(Chicago) – A delegation of juvenile justice leaders from Uganda visited TASC on September 24 for an exchange of ideas and strategies for serving youth who come in contact with the justice system.
As part of the International Visitor Leadership Program (IVLP) of the U.S. Department of State, the delegation of six leaders representing the Ugandan high courts, public prosecutions, and non-government organizations (NGOs) visited TASC to learn about justice reform, community-based alternatives to detention, and reentry programs.
The discussion, led by George Williams, vice president of community and government affairs for TASC, highlighted key approaches for diversion and reentry programs, as well as common challenges in providing opportunities for youth.
“The most important thing we do is engage with the youth,” said Anthony Harden, TASC juvenile justice services administrator. He emphasized the critical role and dedication of TASC care coordinators like Breanna Hollie, who co-presented with Harden. “We try to find something positive that youth will connect with.”
For instance, Harden noted, if a youth is doodling while TASC is conducting an assessment, that’s an opportunity to find out about the youth’s interest in art.
“In that case, we’ll find resources on art to support their interest,” said Harden. “We’ll learn where they grew up, what they want to do, where their strengths are… And we’ll connect them with mentors. We help youth understand that we work with the justice system, but we’re not the justice system. Our role is to be there for the youth, to be their advocates.”
TASC’s services for youth include prevention programs, diversion alternatives, court services, and post-detention reentry.
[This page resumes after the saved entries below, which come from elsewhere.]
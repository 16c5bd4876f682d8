use std::io::{self, Write};

use image::{DynamicImage, GrayImage, Rgb, RgbImage};
use imgpack::codec::channel::BitWriter;
use imgpack::codec::{
    self, CodecConfig, CodecError, CoverImage, Decoder, Detection, Field, FrameHeader,
    SessionState,
};
use rand::rngs::StdRng;
use rand::{Rng, SeedableRng};

fn noisy_rgb(width: u32, height: u32, seed: u64) -> RgbImage {
    let mut rng = StdRng::seed_from_u64(seed);
    RgbImage::from_fn(width, height, |_, _| Rgb([rng.gen(), rng.gen(), rng.gen()]))
}

fn write_raw(img: &mut RgbImage, bytes: &[u8]) {
    BitWriter::new(img, 1).write(bytes).unwrap();
}

/// Accepts nothing, as a full disk would.
struct FullSink;

impl Write for FullSink {
    fn write(&mut self, _buf: &[u8]) -> io::Result<usize> {
        Ok(0)
    }

    fn flush(&mut self) -> io::Result<()> {
        Ok(())
    }
}

#[test]
fn oversized_payload_leaves_cover_untouched() {
    let config = CodecConfig::default();
    let cover = noisy_rgb(10, 10, 11);
    let data = vec![0x5a; 100];
    let header = FrameHeader::file("secret.bin", data.len() as u64);

    let err = codec::embed(&cover, &mut data.as_slice(), &header, &config).unwrap_err();
    assert!(matches!(
        err,
        CodecError::CapacityExceeded {
            requested: 134,
            written: 0
        }
    ));
    assert_eq!(cover, noisy_rgb(10, 10, 11));
}

#[test]
fn length_wider_than_its_field_is_rejected() {
    let mut config = CodecConfig::default();
    config.frame.payload_length_width = 2;
    let cover = noisy_rgb(64, 64, 12);
    let data = vec![1u8; 100];
    let header = FrameHeader::file("big.bin", 100);

    let err = codec::embed(&cover, &mut data.as_slice(), &header, &config).unwrap_err();
    assert!(matches!(
        err,
        CodecError::FieldOverflow {
            field: Field::PayloadLength,
            value: 100,
            width: 2
        }
    ));
}

#[test]
fn tiny_cover_is_too_small_to_code() {
    let config = CodecConfig::default();
    let cover = noisy_rgb(3, 3, 13);
    let header = FrameHeader::file("a", 0);

    let err = codec::embed(&cover, &mut io::empty(), &header, &config).unwrap_err();
    assert!(matches!(
        err,
        CodecError::TooSmallToCode {
            capacity: 3,
            required: 24
        }
    ));
}

#[test]
fn tiny_image_decodes_as_not_coded() {
    let config = CodecConfig::default();
    let img = noisy_rgb(2, 2, 14);
    assert_eq!(codec::decode(&img, &config).unwrap(), Detection::NotCoded);
    assert!(matches!(
        codec::extract(&img, &mut Vec::new(), &config),
        Err(CodecError::NotCoded)
    ));
}

#[test]
fn non_ascii_name_is_rejected() {
    let config = CodecConfig::default();
    let cover = noisy_rgb(32, 32, 15);
    let header = FrameHeader::file("résumé.txt", 0);

    let err = codec::embed(&cover, &mut io::empty(), &header, &config).unwrap_err();
    assert!(matches!(err, CodecError::NonAsciiField { field: Field::Name }));
}

#[test]
fn source_ending_early_is_a_short_read() {
    let config = CodecConfig::default();
    let cover = noisy_rgb(32, 32, 16);
    let header = FrameHeader::file("short", 10);

    let err = codec::embed(&cover, &mut &b"four"[..], &header, &config).unwrap_err();
    assert!(matches!(
        err,
        CodecError::ShortRead {
            expected: 10,
            actual: 4
        }
    ));
    assert_eq!(cover, noisy_rgb(32, 32, 16));
}

#[test]
fn declared_length_beyond_channel_is_truncated() {
    let config = CodecConfig::default();
    let mut img = noisy_rgb(10, 10, 17);
    // 29 header bytes leave 271 of the 300 bytes across all eight levels.
    write_raw(&mut img, b"imgpack0001005a.txt0009999999");

    let err = codec::decode(&img, &config).unwrap_err();
    assert!(matches!(
        err,
        CodecError::TruncatedFrame {
            field: Field::Payload,
            requested: 9_999_999,
            actual: 271
        }
    ));
}

#[test]
fn short_field_after_preamble_is_truncated() {
    let config = CodecConfig::default();
    let mut img = noisy_rgb(10, 10, 18);
    // Name length 999 runs past the end of the channel.
    write_raw(&mut img, b"imgpack0001999");

    let err = codec::decode(&img, &config).unwrap_err();
    assert!(matches!(
        err,
        CodecError::TruncatedFrame {
            field: Field::Name,
            requested: 999,
            actual: 286
        }
    ));
}

#[test]
fn non_digit_field_is_malformed() {
    let config = CodecConfig::default();
    let mut img = noisy_rgb(16, 16, 19);
    write_raw(&mut img, b"imgpack0x");

    let err = codec::decode(&img, &config).unwrap_err();
    assert!(matches!(
        err,
        CodecError::MalformedField {
            field: Field::PasswordLength,
            ..
        }
    ));
}

#[test]
fn grayscale_cover_is_ineligible() {
    let image = DynamicImage::ImageLuma8(GrayImage::new(16, 16));
    assert!(!codec::validate(&image).is_eligible());

    let err = CoverImage::from_dynamic(image).unwrap_err();
    assert!(matches!(err, CodecError::IneligibleImage { layout } if layout == "L8"));
}

#[test]
fn full_sink_is_a_short_write() {
    let config = CodecConfig::default();
    let cover = noisy_rgb(32, 32, 20);
    let data = vec![7u8; 64];
    let header = FrameHeader::file("x.bin", data.len() as u64);
    let (coded, _) = codec::embed(&cover, &mut data.as_slice(), &header, &config).unwrap();

    let mut decoder = Decoder::new(&coded, &config);
    assert_eq!(decoder.detect().unwrap(), Detection::Coded(header));
    let err = decoder.extract(&mut FullSink).unwrap_err();
    assert!(matches!(err, CodecError::ShortWrite { .. }));
    assert_eq!(decoder.state(), SessionState::Failed);
    assert!(matches!(
        decoder.extract(&mut Vec::new()),
        Err(CodecError::SessionFailed)
    ));
}

#[test]
fn invalid_config_is_reported_before_work() {
    let config = CodecConfig::default().with_ratio(1.5);
    let img = noisy_rgb(8, 8, 21);
    assert!(matches!(
        codec::decode(&img, &config),
        Err(CodecError::Config(_))
    ));
}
“We are committed to ensuring that there are alternatives at every point in the system,” said Alicia Osborne, director of operations for TASC.
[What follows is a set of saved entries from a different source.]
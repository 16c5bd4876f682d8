//! # Bit-Channel Stream
//!
//! A sequential, bit-addressable view over the samples of a [`PixelGrid`].
//!
//! ## Traversal Order
//!
//! For one bit-depth-index and one plane, every pixel is visited row by row,
//! column fastest. Then the plane advances (R → G → B), and once all three
//! planes are exhausted the bit-depth-index advances and everything restarts
//! at pixel (0, 0), plane 0:
//!
//! ```text
//! for bit in 0..depth_limit
//!   for plane in 0..3
//!     for row in 0..height
//!       for column in 0..width
//! ```
//!
//! Bytes are carried most-significant-bit first. [`BitReader`] and
//! [`BitWriter`] share the same [`Cursor`], so a read session always mirrors
//! a write session over the same grid dimensions and depth limit.

use log::debug;

use super::error::{CodecError, Result};
use super::grid::{PixelGrid, PLANES};

/// Highest number of bit-depth levels an 8-bit sample offers.
pub const MAX_DEPTH: u8 = 8;

/// Position of the next bit in the channel.
#[derive(Debug, Clone, PartialEq, Eq)]
pub struct Cursor {
    row: u32,
    column: u32,
    plane: usize,
    bit: u8,
    width: u32,
    height: u32,
    depth_limit: u8,
}

impl Cursor {
    /// A cursor at the origin `(0, 0, 0, 0)`.
    ///
    /// `depth_limit` is clamped to `1..=8`.
    pub fn new(width: u32, height: u32, depth_limit: u8) -> Self {
        Self {
            row: 0,
            column: 0,
            plane: 0,
            bit: 0,
            width,
            height,
            depth_limit: depth_limit.clamp(1, MAX_DEPTH),
        }
    }

    /// `(row, column, plane, bit_depth_index)`.
    pub fn position(&self) -> (u32, u32, usize, u8) {
        (self.row, self.column, self.plane, self.bit)
    }

    pub fn depth_limit(&self) -> u8 {
        self.depth_limit
    }

    pub fn is_exhausted(&self) -> bool {
        self.width == 0 || self.height == 0 || self.bit >= self.depth_limit
    }

    pub fn total_bits(&self) -> u64 {
        self.depth_limit as u64 * PLANES as u64 * self.width as u64 * self.height as u64
    }

    pub fn consumed_bits(&self) -> u64 {
        let pixels = self.width as u64 * self.height as u64;
        let level = self.bit as u64 * PLANES as u64 + self.plane as u64;
        level * pixels + self.row as u64 * self.width as u64 + self.column as u64
    }

    pub fn remaining_bits(&self) -> u64 {
        self.total_bits().saturating_sub(self.consumed_bits())
    }

    /// Whole bytes that can still be carried from this position.
    pub fn remaining_bytes(&self) -> u64 {
        self.remaining_bits() / 8
    }

    fn advance(&mut self) {
        self.column += 1;
        if self.column < self.width {
            return;
        }
        self.column = 0;
        self.row += 1;
        if self.row < self.height {
            return;
        }
        self.row = 0;
        self.plane += 1;
        if self.plane < PLANES {
            return;
        }
        self.plane = 0;
        self.bit += 1;
    }
}

/// Reads bytes out of the bit-channel of a borrowed grid.
pub struct BitReader<'g, G: ?Sized> {
    grid: &'g G,
    cursor: Cursor,
}

impl<'g, G: PixelGrid + ?Sized> BitReader<'g, G> {
    pub fn new(grid: &'g G, depth_limit: u8) -> Self {
        let cursor = Cursor::new(grid.width(), grid.height(), depth_limit);
        Self { grid, cursor }
    }

    pub fn cursor(&self) -> &Cursor {
        &self.cursor
    }

    pub fn remaining_bytes(&self) -> u64 {
        self.cursor.remaining_bytes()
    }

    fn read_bit(&mut self) -> Option<u8> {
        if self.cursor.is_exhausted() {
            return None;
        }
        let (row, column, plane, bit) = self.cursor.position();
        let sample = self.grid.sample(row, column, plane);
        self.cursor.advance();
        Some((sample >> bit) & 1)
    }

    /// Read the next `n` bytes.
    ///
    /// Returns fewer than `n` bytes only when the channel is exhausted; a
    /// trailing partial byte is dropped. Callers decide whether a short read
    /// is an error.
    pub fn read(&mut self, n: usize) -> Vec<u8> {
        let cap = (n as u64).min(self.remaining_bytes()) as usize;
        let mut out = Vec::with_capacity(cap);
        'bytes: for _ in 0..n {
            let mut byte = 0u8;
            for _ in 0..8 {
                match self.read_bit() {
                    Some(bit) => byte = (byte << 1) | bit,
                    None => break 'bytes,
                }
            }
            out.push(byte);
        }
        if out.len() < n {
            debug!("bit-channel exhausted: requested {} bytes, read {}", n, out.len());
        }
        out
    }
}

/// Writes bytes into the bit-channel of a mutably borrowed grid.
///
/// Only the bit at the current bit-depth-index of each visited sample is
/// changed; every other bit of the sample is preserved.
pub struct BitWriter<'g, G: ?Sized> {
    grid: &'g mut G,
    cursor: Cursor,
}

impl<'g, G: PixelGrid + ?Sized> BitWriter<'g, G> {
    pub fn new(grid: &'g mut G, depth_limit: u8) -> Self {
        let cursor = Cursor::new(grid.width(), grid.height(), depth_limit);
        Self { grid, cursor }
    }

    pub fn cursor(&self) -> &Cursor {
        &self.cursor
    }

    pub fn remaining_bytes(&self) -> u64 {
        self.cursor.remaining_bytes()
    }

    fn write_bit(&mut self, value: u8) {
        let (row, column, plane, bit) = self.cursor.position();
        let sample = self.grid.sample(row, column, plane);
        let updated = (sample & !(1 << bit)) | ((value & 1) << bit);
        self.grid.set_sample(row, column, plane, updated);
        self.cursor.advance();
    }

    /// Write every byte of `bytes`, MSB first.
    ///
    /// # Errors
    /// [`CodecError::CapacityExceeded`] once the channel cannot take another
    /// whole byte. `written` reports how many bytes did land in the grid.
    pub fn write(&mut self, bytes: &[u8]) -> Result<()> {
        for (index, &byte) in bytes.iter().enumerate() {
            if self.cursor.remaining_bits() < 8 {
                return Err(CodecError::CapacityExceeded {
                    requested: bytes.len() as u64,
                    written: index as u64,
                });
            }
            for shift in (0..8).rev() {
                self.write_bit(byte >> shift);
            }
        }
        Ok(())
    }
}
The discussion highlighted opportunities such as strength-based approaches and balanced and restorative justice (BARJ), as well common challenges for youth who come in conflict with the law, whether in the U.S. or Uganda. Many come from environments of poverty, where family and social structures have been weakened, and where opportunities for work and education are lacking. In Uganda, delegates noted, in addition to facing poverty, children may be detained hundreds of kilometers from home, where they are far from family and may encounter language barriers as well.
While challenges are ever-present, the Ugandan delegates and TASC leaders shared a commitment to solutions that give youth and their families the opportunity to succeed.
“We can’t necessarily change the community environment,” acknowledged Williams. “But we can help our clients develop the protective skills and mindset to help them as they navigate back to their community. We help them find out, ‘What is my personal capital so I can change my relationship with the community?’”
The International Visitor Leadership Program is the U.S. Department of State’s premier professional exchange program. Past participants in the program include 35 current and 300 former chiefs of state or heads of government. In partnership with IVLP, the visit was facilitated by WorldChicago, a nonprofit organization that promotes citizen diplomacy and international exchange.